→ **THE PROBLEM**
Below is a listing. Quote from it, exactly, the lines from the one containing "a location pool" down to the one containing "pub fn new(pool: Vec<String>)", both ends included, and nothing else.

→ **TASK DATA**
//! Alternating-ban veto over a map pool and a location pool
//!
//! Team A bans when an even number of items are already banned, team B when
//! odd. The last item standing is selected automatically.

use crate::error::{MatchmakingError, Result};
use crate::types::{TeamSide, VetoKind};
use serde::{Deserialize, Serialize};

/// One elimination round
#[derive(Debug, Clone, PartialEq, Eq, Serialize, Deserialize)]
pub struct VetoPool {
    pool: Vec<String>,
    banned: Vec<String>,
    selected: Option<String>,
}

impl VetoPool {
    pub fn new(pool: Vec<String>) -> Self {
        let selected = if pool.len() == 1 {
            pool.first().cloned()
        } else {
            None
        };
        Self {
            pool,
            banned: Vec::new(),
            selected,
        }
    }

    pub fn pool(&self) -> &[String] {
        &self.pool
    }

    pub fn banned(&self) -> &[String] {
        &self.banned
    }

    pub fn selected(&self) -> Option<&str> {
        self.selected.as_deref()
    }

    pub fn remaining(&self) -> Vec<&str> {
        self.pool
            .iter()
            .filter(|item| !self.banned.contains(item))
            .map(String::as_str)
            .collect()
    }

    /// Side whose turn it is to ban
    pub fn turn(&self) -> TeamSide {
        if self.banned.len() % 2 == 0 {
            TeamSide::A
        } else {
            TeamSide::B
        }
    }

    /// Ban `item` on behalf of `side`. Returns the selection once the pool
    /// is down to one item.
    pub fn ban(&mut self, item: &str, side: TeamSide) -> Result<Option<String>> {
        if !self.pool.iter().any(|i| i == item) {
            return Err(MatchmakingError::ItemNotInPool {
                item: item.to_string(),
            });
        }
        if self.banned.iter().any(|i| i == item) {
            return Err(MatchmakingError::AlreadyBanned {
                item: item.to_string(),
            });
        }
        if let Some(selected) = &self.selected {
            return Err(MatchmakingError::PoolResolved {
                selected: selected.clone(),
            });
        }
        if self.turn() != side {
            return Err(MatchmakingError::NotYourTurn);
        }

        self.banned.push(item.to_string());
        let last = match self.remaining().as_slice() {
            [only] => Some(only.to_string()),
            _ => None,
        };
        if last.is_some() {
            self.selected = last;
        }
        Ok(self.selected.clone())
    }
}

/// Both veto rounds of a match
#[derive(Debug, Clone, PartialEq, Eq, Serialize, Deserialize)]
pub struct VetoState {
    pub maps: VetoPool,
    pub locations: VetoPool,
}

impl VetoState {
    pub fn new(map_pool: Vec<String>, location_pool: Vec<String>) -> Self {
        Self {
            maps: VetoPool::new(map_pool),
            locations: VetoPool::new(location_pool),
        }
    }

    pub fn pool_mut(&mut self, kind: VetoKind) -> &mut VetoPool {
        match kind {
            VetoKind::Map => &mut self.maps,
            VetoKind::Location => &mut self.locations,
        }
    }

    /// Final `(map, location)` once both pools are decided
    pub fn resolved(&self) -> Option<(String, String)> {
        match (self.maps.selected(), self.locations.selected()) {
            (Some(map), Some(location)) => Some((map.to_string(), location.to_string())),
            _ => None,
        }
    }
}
==
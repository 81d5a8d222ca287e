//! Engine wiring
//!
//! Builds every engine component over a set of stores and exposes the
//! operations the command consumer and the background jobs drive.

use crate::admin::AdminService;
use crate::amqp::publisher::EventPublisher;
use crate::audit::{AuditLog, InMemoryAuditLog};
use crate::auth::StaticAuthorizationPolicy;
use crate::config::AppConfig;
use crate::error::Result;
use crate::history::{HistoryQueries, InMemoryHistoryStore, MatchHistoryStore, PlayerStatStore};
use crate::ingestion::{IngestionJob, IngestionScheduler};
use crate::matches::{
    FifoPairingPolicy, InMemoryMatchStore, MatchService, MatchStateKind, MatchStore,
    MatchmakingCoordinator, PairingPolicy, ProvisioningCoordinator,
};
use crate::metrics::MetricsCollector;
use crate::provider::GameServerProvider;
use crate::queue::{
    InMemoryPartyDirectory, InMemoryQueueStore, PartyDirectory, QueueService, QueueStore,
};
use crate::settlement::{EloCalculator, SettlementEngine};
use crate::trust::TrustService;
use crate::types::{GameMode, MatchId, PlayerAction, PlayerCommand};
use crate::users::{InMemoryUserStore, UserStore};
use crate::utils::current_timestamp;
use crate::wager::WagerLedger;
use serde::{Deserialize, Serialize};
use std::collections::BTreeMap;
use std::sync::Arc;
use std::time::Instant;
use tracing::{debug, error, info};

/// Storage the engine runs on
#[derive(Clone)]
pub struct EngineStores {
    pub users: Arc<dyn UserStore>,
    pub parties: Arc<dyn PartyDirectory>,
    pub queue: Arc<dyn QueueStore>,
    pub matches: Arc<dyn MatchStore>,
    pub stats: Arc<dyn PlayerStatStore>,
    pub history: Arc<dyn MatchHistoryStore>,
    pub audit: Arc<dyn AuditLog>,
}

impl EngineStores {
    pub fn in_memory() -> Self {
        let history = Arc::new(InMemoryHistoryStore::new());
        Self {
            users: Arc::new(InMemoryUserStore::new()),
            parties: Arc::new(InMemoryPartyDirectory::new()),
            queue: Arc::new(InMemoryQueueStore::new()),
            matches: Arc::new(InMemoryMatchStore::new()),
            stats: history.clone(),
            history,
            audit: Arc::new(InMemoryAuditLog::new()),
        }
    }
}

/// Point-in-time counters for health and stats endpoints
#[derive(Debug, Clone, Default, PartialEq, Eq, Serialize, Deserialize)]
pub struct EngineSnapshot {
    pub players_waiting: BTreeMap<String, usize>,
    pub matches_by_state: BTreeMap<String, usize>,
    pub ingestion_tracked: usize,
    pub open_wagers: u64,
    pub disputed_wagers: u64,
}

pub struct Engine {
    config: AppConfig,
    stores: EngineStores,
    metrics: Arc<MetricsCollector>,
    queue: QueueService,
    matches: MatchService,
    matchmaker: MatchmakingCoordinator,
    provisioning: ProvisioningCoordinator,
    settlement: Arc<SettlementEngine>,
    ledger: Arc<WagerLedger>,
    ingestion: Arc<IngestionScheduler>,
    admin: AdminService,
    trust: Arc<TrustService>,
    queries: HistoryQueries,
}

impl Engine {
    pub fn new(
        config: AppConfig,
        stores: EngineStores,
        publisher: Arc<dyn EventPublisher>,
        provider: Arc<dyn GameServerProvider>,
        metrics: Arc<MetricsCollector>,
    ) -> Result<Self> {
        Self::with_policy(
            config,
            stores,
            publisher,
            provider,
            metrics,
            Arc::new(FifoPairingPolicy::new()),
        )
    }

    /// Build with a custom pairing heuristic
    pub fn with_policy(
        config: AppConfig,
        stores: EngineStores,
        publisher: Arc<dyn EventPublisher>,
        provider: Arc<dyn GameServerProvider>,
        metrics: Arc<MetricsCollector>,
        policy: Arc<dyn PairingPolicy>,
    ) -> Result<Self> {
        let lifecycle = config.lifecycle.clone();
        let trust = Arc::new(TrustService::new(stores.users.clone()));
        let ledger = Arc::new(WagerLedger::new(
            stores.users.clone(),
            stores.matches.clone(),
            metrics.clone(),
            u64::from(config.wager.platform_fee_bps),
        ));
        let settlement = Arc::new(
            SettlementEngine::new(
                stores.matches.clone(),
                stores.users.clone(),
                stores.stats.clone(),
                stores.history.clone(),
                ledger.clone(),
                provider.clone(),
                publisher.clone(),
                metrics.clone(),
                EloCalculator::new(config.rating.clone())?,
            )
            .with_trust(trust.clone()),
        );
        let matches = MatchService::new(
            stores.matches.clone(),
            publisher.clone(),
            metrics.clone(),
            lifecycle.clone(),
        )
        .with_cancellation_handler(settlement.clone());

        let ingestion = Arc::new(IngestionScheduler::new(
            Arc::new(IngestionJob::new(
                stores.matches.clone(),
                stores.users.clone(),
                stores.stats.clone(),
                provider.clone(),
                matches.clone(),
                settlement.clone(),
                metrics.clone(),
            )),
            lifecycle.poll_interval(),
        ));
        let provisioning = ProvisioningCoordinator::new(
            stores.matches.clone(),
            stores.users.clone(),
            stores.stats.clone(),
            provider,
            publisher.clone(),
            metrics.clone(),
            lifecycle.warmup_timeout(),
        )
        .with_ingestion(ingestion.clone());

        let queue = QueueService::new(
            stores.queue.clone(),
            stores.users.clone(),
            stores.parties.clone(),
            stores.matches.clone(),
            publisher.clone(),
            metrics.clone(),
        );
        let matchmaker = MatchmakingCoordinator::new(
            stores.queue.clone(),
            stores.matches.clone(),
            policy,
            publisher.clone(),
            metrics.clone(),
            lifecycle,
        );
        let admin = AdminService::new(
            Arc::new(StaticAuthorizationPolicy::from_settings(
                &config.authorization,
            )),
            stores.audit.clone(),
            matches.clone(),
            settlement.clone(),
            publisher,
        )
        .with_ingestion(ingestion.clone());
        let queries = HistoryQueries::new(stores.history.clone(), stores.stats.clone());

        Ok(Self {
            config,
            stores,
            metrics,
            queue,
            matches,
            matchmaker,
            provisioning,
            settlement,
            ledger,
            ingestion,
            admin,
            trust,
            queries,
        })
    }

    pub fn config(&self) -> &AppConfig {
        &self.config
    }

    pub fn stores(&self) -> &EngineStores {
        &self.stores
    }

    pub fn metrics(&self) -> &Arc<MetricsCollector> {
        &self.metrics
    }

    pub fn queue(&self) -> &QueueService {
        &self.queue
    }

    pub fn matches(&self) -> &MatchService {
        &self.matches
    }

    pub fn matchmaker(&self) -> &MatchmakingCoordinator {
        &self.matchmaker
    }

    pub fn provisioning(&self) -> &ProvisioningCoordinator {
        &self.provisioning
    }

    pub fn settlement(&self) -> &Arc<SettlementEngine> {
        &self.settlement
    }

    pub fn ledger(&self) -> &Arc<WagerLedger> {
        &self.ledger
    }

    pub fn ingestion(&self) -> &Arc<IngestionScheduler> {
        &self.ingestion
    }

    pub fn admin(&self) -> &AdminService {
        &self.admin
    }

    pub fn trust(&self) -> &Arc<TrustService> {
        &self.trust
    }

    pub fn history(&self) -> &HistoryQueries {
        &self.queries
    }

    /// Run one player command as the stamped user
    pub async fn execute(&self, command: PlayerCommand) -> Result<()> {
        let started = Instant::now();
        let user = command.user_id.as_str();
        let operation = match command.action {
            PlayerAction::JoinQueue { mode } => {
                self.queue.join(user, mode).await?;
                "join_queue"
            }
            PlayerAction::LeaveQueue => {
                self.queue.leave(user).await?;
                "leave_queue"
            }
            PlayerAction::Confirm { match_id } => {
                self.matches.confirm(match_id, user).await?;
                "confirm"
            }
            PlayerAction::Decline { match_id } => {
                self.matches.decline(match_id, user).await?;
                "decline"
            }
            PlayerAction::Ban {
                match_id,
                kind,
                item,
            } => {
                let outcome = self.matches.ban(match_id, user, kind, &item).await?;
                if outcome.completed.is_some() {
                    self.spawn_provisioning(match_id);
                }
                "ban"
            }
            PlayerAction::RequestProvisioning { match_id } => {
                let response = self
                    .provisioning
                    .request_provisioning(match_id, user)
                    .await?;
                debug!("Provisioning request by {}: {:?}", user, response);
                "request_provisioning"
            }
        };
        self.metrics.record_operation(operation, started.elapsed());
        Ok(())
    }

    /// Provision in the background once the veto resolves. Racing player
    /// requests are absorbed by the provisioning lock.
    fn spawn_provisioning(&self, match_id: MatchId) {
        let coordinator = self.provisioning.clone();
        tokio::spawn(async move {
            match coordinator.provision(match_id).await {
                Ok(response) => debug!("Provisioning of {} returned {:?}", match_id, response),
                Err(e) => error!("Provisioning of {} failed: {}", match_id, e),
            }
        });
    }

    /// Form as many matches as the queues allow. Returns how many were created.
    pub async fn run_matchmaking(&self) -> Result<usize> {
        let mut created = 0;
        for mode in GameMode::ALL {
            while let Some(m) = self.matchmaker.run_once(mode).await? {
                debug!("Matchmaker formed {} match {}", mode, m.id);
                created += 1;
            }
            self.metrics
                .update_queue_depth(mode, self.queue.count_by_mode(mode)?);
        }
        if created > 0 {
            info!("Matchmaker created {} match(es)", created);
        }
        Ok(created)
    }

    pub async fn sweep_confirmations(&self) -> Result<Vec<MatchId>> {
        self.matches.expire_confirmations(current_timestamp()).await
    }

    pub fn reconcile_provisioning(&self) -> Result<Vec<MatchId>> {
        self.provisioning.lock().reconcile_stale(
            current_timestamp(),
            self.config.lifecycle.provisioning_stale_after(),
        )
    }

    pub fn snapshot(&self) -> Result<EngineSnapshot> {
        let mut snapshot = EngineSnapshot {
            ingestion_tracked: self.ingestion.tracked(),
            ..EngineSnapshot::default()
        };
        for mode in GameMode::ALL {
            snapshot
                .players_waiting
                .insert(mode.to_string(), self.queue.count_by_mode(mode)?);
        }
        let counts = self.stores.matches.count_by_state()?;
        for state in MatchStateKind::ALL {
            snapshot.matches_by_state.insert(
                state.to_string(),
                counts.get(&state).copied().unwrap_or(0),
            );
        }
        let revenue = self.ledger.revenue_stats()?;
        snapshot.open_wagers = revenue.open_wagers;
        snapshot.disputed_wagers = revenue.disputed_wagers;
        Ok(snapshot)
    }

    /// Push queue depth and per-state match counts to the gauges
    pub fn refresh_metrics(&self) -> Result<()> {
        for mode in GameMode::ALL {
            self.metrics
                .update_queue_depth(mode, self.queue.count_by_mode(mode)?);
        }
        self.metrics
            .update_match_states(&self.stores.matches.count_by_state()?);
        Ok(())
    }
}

→ **COMPLETED TASK**
//! Alternating-ban veto over a map pool and a location pool
//!
//! Team A bans when an even number of items are already banned, team B when
//! odd. The last item standing is selected automatically.

use crate::error::{MatchmakingError, Result};
use crate::types::{TeamSide, VetoKind};
use serde::{Deserialize, Serialize};

/// One elimination round
#[derive(Debug, Clone, PartialEq, Eq, Serialize, Deserialize)]
pub struct VetoPool {
    pool: Vec<String>,
    banned: Vec<String>,
    selected: Option<String>,
}

impl VetoPool {
    pub fn new(pool: Vec<String>) -> Self {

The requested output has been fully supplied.